Dataset entries
↓↓↓

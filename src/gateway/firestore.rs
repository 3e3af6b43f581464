use super::codec::{decode_document, encode_document, id_from_name, ListDocumentsResponse, RestDocument};
use super::{
    CollectionGateway, GatewayError, GatewayResult, SnapshotEvent, SnapshotSink, Subscription,
};
use crate::config::{topics_collection_path, EnvConfig};
use crate::models::{DocumentId, Topic, TopicDocument};
use crate::session::Session;
use futures::future::LocalBoxFuture;
use futures::FutureExt;
use gloo_timers::callback::Interval;
use leptos::task::spawn_local;
use std::collections::BTreeMap;
use std::sync::atomic::{AtomicBool, AtomicU64, Ordering};
use std::sync::{Arc, Mutex};

const FIRESTORE_URL: &str = "https://firestore.googleapis.com/v1";
const PAGE_SIZE: &str = "300";

struct Inner {
    collection_url: String,
    api_key: Option<String>,
    bearer: Option<String>,
    poll_interval_ms: u32,

    sinks: Mutex<BTreeMap<u64, SnapshotSink>>,
    next_sink_id: AtomicU64,

    /// Fetch ordering guards: only a result newer than the last delivered one
    /// reaches subscribers.
    fetch_seq: AtomicU64,
    delivered_seq: AtomicU64,
    poll_in_flight: AtomicBool,
}

/// Firestore REST adapter.
///
/// The live subscription is an interval poll of the whole collection; each
/// successful write triggers an immediate extra poll so the writer's own change
/// comes back through the subscription quickly. Update is a whole-document
/// PATCH (no field mask) guarded by `currentDocument.exists`.
#[derive(Clone)]
pub(crate) struct FirestoreGateway {
    inner: Arc<Inner>,
}

impl FirestoreGateway {
    pub fn new(config: &EnvConfig, session: Session) -> Self {
        let collection_url = format!(
            "{}/projects/{}/databases/(default)/documents/{}",
            FIRESTORE_URL,
            config.project_id,
            topics_collection_path()
        );

        Self {
            inner: Arc::new(Inner {
                collection_url,
                api_key: config.api_key.clone(),
                bearer: session.bearer(),
                poll_interval_ms: config.poll_interval_ms,
                sinks: Mutex::new(BTreeMap::new()),
                next_sink_id: AtomicU64::new(0),
                fetch_seq: AtomicU64::new(0),
                delivered_seq: AtomicU64::new(0),
                poll_in_flight: AtomicBool::new(false),
            }),
        }
    }
}

impl Inner {
    fn url(&self, doc_id: Option<&DocumentId>, params: &[(&str, &str)]) -> String {
        let mut url = match doc_id {
            Some(id) => format!("{}/{}", self.collection_url, urlencoding::encode(id.as_str())),
            None => self.collection_url.clone(),
        };

        let mut query: Vec<String> = params
            .iter()
            .map(|(k, v)| format!("{}={}", k, urlencoding::encode(v)))
            .collect();
        if let Some(key) = &self.api_key {
            query.push(format!("key={}", urlencoding::encode(key)));
        }
        if !query.is_empty() {
            url.push('?');
            url.push_str(&query.join("&"));
        }
        url
    }

    fn with_auth_headers(&self, mut req: reqwest::RequestBuilder) -> reqwest::RequestBuilder {
        if let Some(bearer) = &self.bearer {
            req = req.header("Authorization", bearer.clone());
        }
        req
    }

    async fn send<T: serde::de::DeserializeOwned>(
        &self,
        req: reqwest::RequestBuilder,
        ctx: &str,
    ) -> GatewayResult<T> {
        let res = self
            .with_auth_headers(req)
            .send()
            .await
            .map_err(GatewayError::network)?;

        if res.status().is_success() {
            res.json().await.map_err(GatewayError::parse)
        } else {
            let status = res.status();
            let body = res.text().await.unwrap_or_default();
            Err(GatewayError::http(status, body, ctx))
        }
    }

    async fn list_all(&self) -> GatewayResult<Vec<Topic>> {
        let client = reqwest::Client::new();
        let mut out: Vec<Topic> = Vec::new();
        let mut page_token: Option<String> = None;

        loop {
            let mut params = vec![("pageSize", PAGE_SIZE)];
            if let Some(t) = page_token.as_deref() {
                params.push(("pageToken", t));
            }

            let page: ListDocumentsResponse = self
                .send(client.get(self.url(None, &params)), "List topics")
                .await?;

            for doc in page.documents {
                match decode_document(doc) {
                    Ok(topic) => out.push(topic),
                    Err(e) => tracing::warn!(error = %e, "skipping undecodable topic document"),
                }
            }

            match page.next_page_token.filter(|t| !t.is_empty()) {
                Some(t) => page_token = Some(t),
                None => break,
            }
        }

        Ok(out)
    }

    fn deliver(&self, seq: u64, event: SnapshotEvent) {
        if self.delivered_seq.fetch_max(seq, Ordering::SeqCst) >= seq {
            tracing::debug!(seq, "dropping stale topic snapshot");
            return;
        }

        let sinks: Vec<SnapshotSink> = match self.sinks.lock() {
            Ok(s) => s.values().cloned().collect(),
            Err(_) => return,
        };
        for sink in sinks {
            sink(event.clone());
        }
    }

    fn has_subscribers(&self) -> bool {
        self.sinks.lock().map(|s| !s.is_empty()).unwrap_or(false)
    }
}

async fn refresh(inner: Arc<Inner>) {
    let seq = inner.fetch_seq.fetch_add(1, Ordering::SeqCst) + 1;
    let result = inner.list_all().await;
    if let Err(e) = &result {
        tracing::error!(kind = ?e.kind, error = %e, "topic snapshot fetch failed");
    }
    inner.deliver(seq, result);
}

fn poll_tick(inner: Arc<Inner>) {
    if inner.poll_in_flight.swap(true, Ordering::SeqCst) {
        return;
    }
    spawn_local(async move {
        refresh(inner.clone()).await;
        inner.poll_in_flight.store(false, Ordering::SeqCst);
    });
}

fn refresh_after_write(inner: &Arc<Inner>) {
    if inner.has_subscribers() {
        spawn_local(refresh(inner.clone()));
    }
}

impl CollectionGateway for FirestoreGateway {
    fn subscribe(&self, sink: SnapshotSink) -> Subscription {
        let id = self.inner.next_sink_id.fetch_add(1, Ordering::SeqCst);
        if let Ok(mut s) = self.inner.sinks.lock() {
            s.insert(id, sink);
        }
        tracing::info!(collection = %self.inner.collection_url, "topic subscription opened");

        poll_tick(self.inner.clone());
        let tick_inner = self.inner.clone();
        let interval = Interval::new(self.inner.poll_interval_ms, move || {
            poll_tick(tick_inner.clone());
        });

        let inner = self.inner.clone();
        Subscription::new(move || {
            drop(interval);
            if let Ok(mut s) = inner.sinks.lock() {
                s.remove(&id);
            }
            tracing::info!("topic subscription closed");
        })
    }

    fn add(&self, doc: TopicDocument) -> LocalBoxFuture<'_, GatewayResult<DocumentId>> {
        async move {
            let body = encode_document(&doc)?;
            let client = reqwest::Client::new();
            let created: RestDocument = self
                .inner
                .send(client.post(self.inner.url(None, &[])).json(&body), "Add topic")
                .await?;

            let id = created
                .name
                .as_deref()
                .and_then(id_from_name)
                .ok_or_else(|| GatewayError::parse("created document has no name"))?;

            tracing::info!(id = %id, "topic added");
            refresh_after_write(&self.inner);
            Ok(id)
        }
        .boxed_local()
    }

    fn update(&self, id: &DocumentId, doc: TopicDocument) -> LocalBoxFuture<'_, GatewayResult<()>> {
        let id = id.clone();
        async move {
            let body = encode_document(&doc)?;
            let client = reqwest::Client::new();
            let url = self
                .inner
                .url(Some(&id), &[("currentDocument.exists", "true")]);
            let _: RestDocument = self
                .inner
                .send(client.patch(url).json(&body), "Update topic")
                .await?;

            tracing::info!(id = %id, "topic updated");
            refresh_after_write(&self.inner);
            Ok(())
        }
        .boxed_local()
    }

    fn delete(&self, id: &DocumentId) -> LocalBoxFuture<'_, GatewayResult<()>> {
        let id = id.clone();
        async move {
            let client = reqwest::Client::new();
            let _: serde_json::Value = self
                .inner
                .send(client.delete(self.inner.url(Some(&id), &[])), "Delete topic")
                .await?;

            tracing::info!(id = %id, "topic deleted");
            refresh_after_write(&self.inner);
            Ok(())
        }
        .boxed_local()
    }
}

#[cfg(test)]
mod tests {
    use super::*;
    use crate::config::{AuthMode, Backend};
    use crate::gateway::ErrorKind;
    use crate::models::Section;

    fn gateway(api_key: Option<&str>) -> FirestoreGateway {
        let config = EnvConfig {
            backend: Backend::Firestore,
            project_id: "proj".to_string(),
            api_key: api_key.map(str::to_string),
            auth_mode: AuthMode::Open,
            initial_auth_token: None,
            poll_interval_ms: 1_000,
        };
        FirestoreGateway::new(&config, Session::open())
    }

    fn topic(id: &str) -> Topic {
        Topic {
            id: DocumentId::new(id).expect("id"),
            doc: TopicDocument::empty_in(Section::Interview),
        }
    }

    #[test]
    fn test_collection_url_targets_fixed_path() {
        let g = gateway(None);
        assert_eq!(
            g.inner.url(None, &[]),
            "https://firestore.googleapis.com/v1/projects/proj/databases/(default)/documents/artifacts/bpsc-vault-v3/public/data/topics"
        );
    }

    #[test]
    fn test_document_url_carries_precondition_and_key() {
        let g = gateway(Some("k 1"));
        let id = DocumentId::new("abc").expect("id");
        let url = g.inner.url(Some(&id), &[("currentDocument.exists", "true")]);
        assert!(url.ends_with("/topics/abc?currentDocument.exists=true&key=k%201"));
    }

    #[test]
    fn test_stale_snapshots_are_not_delivered() {
        let g = gateway(None);
        let seen: Arc<Mutex<Vec<usize>>> = Arc::new(Mutex::new(vec![]));
        let s2 = seen.clone();
        if let Ok(mut sinks) = g.inner.sinks.lock() {
            sinks.insert(
                0,
                Arc::new(move |ev: SnapshotEvent| {
                    s2.lock().expect("lock").push(ev.map(|v| v.len()).unwrap_or(usize::MAX));
                }),
            );
        }

        g.inner.deliver(2, Ok(vec![topic("a"), topic("b")]));
        // An older fetch finishing late must not overwrite the newer snapshot.
        g.inner.deliver(1, Ok(vec![]));
        g.inner.deliver(3, Err(GatewayError::new(ErrorKind::Network, "offline")));

        assert_eq!(*seen.lock().expect("lock"), vec![2, usize::MAX]);
    }

    #[test]
    fn test_unsubscribed_sinks_receive_nothing() {
        let g = gateway(None);
        assert!(!g.inner.has_subscribers());
        // No panics and no receivers.
        g.inner.deliver(1, Ok(vec![topic("a")]));
        assert_eq!(g.inner.delivered_seq.load(Ordering::SeqCst), 1);
    }
}
use crate::gateway::{CollectionGateway, GatewayResult, SharedGateway};
use crate::models::{DocumentId, Topic};
use leptos::prelude::*;
use leptos::task::spawn_local;

/// A delete the user has asked for but not yet confirmed.
#[derive(Clone, Debug, PartialEq, Eq)]
pub(crate) struct PendingDelete {
    id: DocumentId,
    title: String,
}

impl PendingDelete {
    pub fn new(topic: &Topic) -> Self {
        Self {
            id: topic.id.clone(),
            title: topic.title().to_string(),
        }
    }

    pub fn title(&self) -> &str {
        &self.title
    }

    pub fn confirm(self) -> ConfirmedDelete {
        ConfirmedDelete { id: self.id }
    }
}

/// Only obtainable through [`PendingDelete::confirm`].
#[derive(Clone, Debug, PartialEq, Eq)]
pub(crate) struct ConfirmedDelete {
    id: DocumentId,
}

impl ConfirmedDelete {
    pub fn id(&self) -> &DocumentId {
        &self.id
    }
}

pub(crate) async fn delete_topic(
    gateway: &dyn CollectionGateway,
    confirmed: ConfirmedDelete,
) -> GatewayResult<()> {
    gateway.delete(confirmed.id()).await
}

/// Confirm-before-delete dialog state.
#[derive(Clone, Copy)]
pub(crate) struct DeleteFlow {
    pending: RwSignal<Option<PendingDelete>>,
    deleting: RwSignal<bool>,
    error: RwSignal<Option<String>>,
}

impl DeleteFlow {
    pub fn new() -> Self {
        Self {
            pending: RwSignal::new(None),
            deleting: RwSignal::new(false),
            error: RwSignal::new(None),
        }
    }

    pub fn pending(&self) -> Option<PendingDelete> {
        self.pending.get()
    }

    pub fn is_deleting(&self) -> bool {
        self.deleting.get()
    }

    pub fn error(&self) -> Option<String> {
        self.error.get()
    }

    pub fn request(&self, topic: &Topic) {
        self.error.set(None);
        self.pending.set(Some(PendingDelete::new(topic)));
    }

    pub fn cancel(&self) {
        if self.deleting.get_untracked() {
            return;
        }
        self.pending.set(None);
        self.error.set(None);
    }

    pub fn confirm(&self, gateway: Option<SharedGateway>) {
        if self.deleting.get_untracked() {
            return;
        }
        let Some(pending) = self.pending.get_untracked() else {
            return;
        };
        let Some(gateway) = gateway else {
            self.error
                .set(Some("Not connected to the vault yet. Try again shortly.".to_string()));
            return;
        };

        self.deleting.set(true);
        self.error.set(None);

        let flow = *self;
        spawn_local(async move {
            let result = delete_topic(gateway.as_ref(), pending.confirm()).await;
            flow.finish(result);
        });
    }

    fn finish(&self, result: GatewayResult<()>) {
        match result {
            Ok(()) => {
                tracing::info!("topic deleted");
                self.pending.set(None);
            }
            Err(e) => {
                tracing::error!(kind = ?e.kind, error = %e, "deleting topic failed");
                self.error.set(Some(format!("Error deleting: {e}")));
            }
        }
        self.deleting.set(false);
    }
}

impl Default for DeleteFlow {
    fn default() -> Self {
        Self::new()
    }
}
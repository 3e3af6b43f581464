use crate::models::{DocumentId, Question, Section, Topic, TopicDocument};
use thiserror::Error;

#[derive(Error, Clone, Debug, PartialEq, Eq)]
pub(crate) enum DraftError {
    #[error("question {index} does not exist ({len} questions)")]
    QuestionOutOfRange { index: usize, len: usize },
}

#[derive(Clone, Copy, Debug, PartialEq, Eq)]
pub(crate) enum QuestionField {
    Prompt,
    Year,
    Solution,
}

/// Replacement for one top-level field of a draft.
#[derive(Clone, Debug, PartialEq, Eq)]
pub(crate) enum TopicField {
    Title(String),
    Section(Section),
    Trend(String),
    StudyLink(String),
}

/// Working copy of a topic being created or edited.
///
/// Owns its question list outright: every nested mutation replaces by index
/// and never aliases the store's data.
#[derive(Clone, Debug, Default, PartialEq, Eq)]
pub(crate) struct TopicDraft {
    /// `None` until the topic has been committed once.
    pub id: Option<DocumentId>,
    pub doc: TopicDocument,
}

impl TopicDraft {
    pub fn new_in(section: Section) -> Self {
        Self {
            id: None,
            doc: TopicDocument::empty_in(section),
        }
    }

    pub fn from_topic(topic: &Topic) -> Self {
        Self {
            id: Some(topic.id.clone()),
            doc: topic.doc.clone(),
        }
    }

    pub fn is_new(&self) -> bool {
        self.id.is_none()
    }

    pub fn questions(&self) -> &[Question] {
        &self.doc.questions
    }

    pub fn add_question(&mut self) {
        self.doc.questions.push(Question::default());
    }

    pub fn remove_question(&mut self, index: usize) -> Result<Question, DraftError> {
        self.check_index(index)?;
        Ok(self.doc.questions.remove(index))
    }

    pub fn update_question_field(
        &mut self,
        index: usize,
        field: QuestionField,
        value: String,
    ) -> Result<(), DraftError> {
        self.check_index(index)?;
        let q = &mut self.doc.questions[index];
        match field {
            QuestionField::Prompt => q.q = value,
            QuestionField::Year => q.year = value,
            QuestionField::Solution => q.solution = value,
        }
        Ok(())
    }

    pub fn update_topic_field(&mut self, field: TopicField) {
        match field {
            TopicField::Title(v) => self.doc.title = v,
            TopicField::Section(s) => self.doc.section = s,
            TopicField::Trend(v) => self.doc.trend = v,
            TopicField::StudyLink(v) => self.doc.study_link = v,
        }
    }

    fn check_index(&self, index: usize) -> Result<(), DraftError> {
        let len = self.doc.questions.len();
        if index < len {
            Ok(())
        } else {
            Err(DraftError::QuestionOutOfRange { index, len })
        }
    }
}

#[cfg(test)]
mod tests {
    use super::*;

    fn q(prompt: &str, year: &str) -> Question {
        Question {
            q: prompt.to_string(),
            year: year.to_string(),
            solution: String::new(),
        }
    }

    fn draft_with(questions: Vec<Question>) -> TopicDraft {
        let mut d = TopicDraft::new_in(Section::MainsEssay);
        d.doc.title = "X".to_string();
        d.doc.questions = questions;
        d
    }

    #[test]
    fn test_new_draft_is_empty_in_section() {
        let d = TopicDraft::new_in(Section::PrelimsCsat);
        assert!(d.is_new());
        assert_eq!(d.doc.section, Section::PrelimsCsat);
        assert!(d.questions().is_empty());
        assert_eq!(d.doc.title, "");
    }

    #[test]
    fn test_edit_draft_copies_topic_including_id() {
        let topic = Topic {
            id: DocumentId::new("t-1").expect("id"),
            doc: draft_with(vec![q("a", "2020")]).doc,
        };
        let mut d = TopicDraft::from_topic(&topic);
        assert_eq!(d.id, Some(topic.id.clone()));
        assert_eq!(d.doc, topic.doc);

        d.update_topic_field(TopicField::Title("changed".to_string()));
        assert_eq!(topic.doc.title, "X");
    }

    #[test]
    fn test_add_then_remove_restores_questions() {
        let starts = vec![
            vec![],
            vec![q("a", "2019")],
            vec![q("a", "2019"), q("b", "2020"), q("c", "2021")],
        ];
        for start in starts {
            let mut d = draft_with(start.clone());
            d.add_question();
            let added = d.questions().len() - 1;
            let removed = d.remove_question(added).expect("in range");
            assert_eq!(removed, Question::default());
            assert_eq!(d.questions(), start.as_slice());
        }
    }

    #[test]
    fn test_two_adds_then_remove_first_leaves_second() {
        let mut d = draft_with(vec![]);
        d.add_question();
        d.add_question();
        d.update_question_field(1, QuestionField::Year, "2024".to_string())
            .expect("in range");
        d.remove_question(0).expect("in range");
        assert_eq!(d.questions().len(), 1);
        assert_eq!(d.questions()[0].year, "2024");
    }

    #[test]
    fn test_remove_keeps_relative_order() {
        let mut d = draft_with(vec![q("a", "1"), q("b", "2"), q("c", "3")]);
        d.remove_question(1).expect("in range");
        let prompts: Vec<&str> = d.questions().iter().map(|q| q.q.as_str()).collect();
        assert_eq!(prompts, vec!["a", "c"]);
    }

    #[test]
    fn test_update_question_field_touches_only_that_field() {
        let mut d = draft_with(vec![q("a", "1"), q("b", "2")]);
        d.update_question_field(0, QuestionField::Solution, "answer".to_string())
            .expect("in range");
        assert_eq!(d.questions()[0], Question {
            q: "a".to_string(),
            year: "1".to_string(),
            solution: "answer".to_string(),
        });
        assert_eq!(d.questions()[1], q("b", "2"));

        d.update_question_field(1, QuestionField::Prompt, "b2".to_string())
            .expect("in range");
        assert_eq!(d.questions()[1].q, "b2");
    }

    #[test]
    fn test_out_of_range_index_is_rejected_without_change() {
        let mut d = draft_with(vec![q("a", "1")]);
        let before = d.clone();
        assert_eq!(
            d.remove_question(1),
            Err(DraftError::QuestionOutOfRange { index: 1, len: 1 })
        );
        assert!(d
            .update_question_field(5, QuestionField::Year, "x".to_string())
            .is_err());
        assert_eq!(d, before);
    }

    #[test]
    fn test_update_topic_fields() {
        let mut d = TopicDraft::new_in(Section::MainsGs1);
        d.update_topic_field(TopicField::Title("Ethics".to_string()));
        d.update_topic_field(TopicField::Section(Section::Interview));
        d.update_topic_field(TopicField::Trend("Case studies".to_string()));
        d.update_topic_field(TopicField::StudyLink("https://notes".to_string()));
        assert_eq!(d.doc.title, "Ethics");
        assert_eq!(d.doc.section, Section::Interview);
        assert_eq!(d.doc.trend, "Case studies");
        assert_eq!(d.doc.study_link, "https://notes");
        assert!(d.questions().is_empty());
    }
}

↑↑↑

**TASK INSTRUCTIONS**
Please report all lines in the entries where "RestDocument" appears.

**RESPONSE TO THE TASK**
use super::codec::{decode_document, encode_document, id_from_name, ListDocumentsResponse, RestDocument};
            let created: RestDocument = self
            let _: RestDocument = self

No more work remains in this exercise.